(no subject)

Nov 27, 2006 00:02

Dear love,

You seem to understand that I want to be left alone yet you refuse to let me go, and you flood me with texts and guilt trips of a social life put on hold. I wonder if I will regret not spending every moment possible with you before I leave. Before I leave to face my destiny alone.

Kyle said that views change when a person breaks the heart of one of the sweetest girls... and I accepted that.
You did break my heart,not once, but twice, and though Im not perfect I gave my all, and it was not enough.
I've tried, I promise. There were talks and flirtatious touching, maybe even a kiss or two. But when your face didnt dissapear from my mind I knew I wasnt ready, and I hid.

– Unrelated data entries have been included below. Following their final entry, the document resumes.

//! Test-case derivation from terminated contexts.

use tracing::trace;
use z3::ast::Dynamic;

use veriscan_smt::Smt;
use veriscan_testgen::{TestCase, TestValue};

use crate::context::{Context, State};
use crate::error::{EngineError, Result};
use crate::interface::FlatInterface;

fn value_of<'ctx>(term: &Dynamic<'ctx>) -> Result<TestValue> {
    if let Some(value) = Smt::bool_from(term) {
        return Ok(TestValue::Bool(value));
    }
    if let Some(value) = Smt::int_from(term) {
        return Ok(TestValue::Int(value));
    }
    Err(EngineError::unsupported(format!("non-constant valuation {}", term)))
}

/// Derive the concrete scenario that drives the program down the path of
/// a terminated context.
///
/// Solves the context's path constraint together with its definitional
/// closure. Whole-program inputs the model constrains take their model
/// values; inputs the model leaves free are "don't care" and take the
/// context's own witness values. The initial state valuations come from
/// the cycle-zero concrete store.
///
/// Returns `None` when the path constraint is unsatisfiable, which a
/// live context never is.
pub fn derive_test_case<'ctx>(
    smt: &Smt<'ctx>,
    interface: &FlatInterface,
    context: &Context<'ctx>,
) -> Result<Option<TestCase>> {
    derive_from_state(smt, interface, context.state(), context.cycle())
}

/// Derive a test case from a bare state, recording inputs for the first
/// `input_cycles` cycles.
///
/// This is the entry point for flavors with their own context types; a
/// mid-cycle divergence witness passes its current cycle plus one so the
/// inputs that force the divergence are recorded.
pub fn derive_from_state<'ctx>(
    smt: &Smt<'ctx>,
    interface: &FlatInterface,
    state: &State<'ctx>,
    input_cycles: u32,
) -> Result<Option<TestCase>> {
    let assertions = state.closed_path_constraint(smt);
    let model = match smt.check(&assertions)? {
        Some(model) => model,
        None => return Ok(None),
    };

    let mut test_case = TestCase::new();

    for variable in interface.state_variables() {
        let contextualized_name = format!("{}_0__0", variable.name);
        if let Some(term) = state.concrete_value(&contextualized_name) {
            test_case.set_initial_state(variable.name.clone(), value_of(term)?);
        }
    }

    for cycle in 0..input_cycles {
        test_case.touch_cycle(cycle);
        for input in interface.whole_program_inputs() {
            let data_type = interface
                .data_type(input)
                .ok_or_else(|| EngineError::unresolved(input.to_string()))?;
            let contextualized_name = format!("{}_0__{}", input, cycle);
            let constant = smt.constant(&contextualized_name, data_type)?;
            let term = match smt.model_value(&model, &constant) {
                Some(term) => term,
                None => match state.concrete_value(&contextualized_name) {
                    Some(witness) => witness.clone(),
                    None => continue,
                },
            };
            test_case.set_cycle_input(cycle, input.to_string(), value_of(&term)?);
        }
    }

    trace!(cycles = input_cycles, "derived test case");
    Ok(Some(test_case))
}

Next month I leave to begin a month long medical treatment of which you will not be part of. The moments when I will need you most, you will have forgotten I exist. I cry at night dreaming of a future that may never come. The truth is if things dont get better, I want to be alone. Away from you and anyone else Ive ever loved. I always hated goodbyes.
Undecided and dissapointed in my behavior.
Id apologize but its not my fault.
But I am sorry.
For what, I dont know. For not knowing how to treat you? For trying too hard and not trying at all? For loving and hating you all at the same time. I wish you'd do that thing where you tell me everythings going to be ok, and fool me into thinking it will be. You were always good at that. And I miss it. I miss you. And I miss who I was around you. I guess not being able to have that makes me fight less.

Damn coffee's never strong enough.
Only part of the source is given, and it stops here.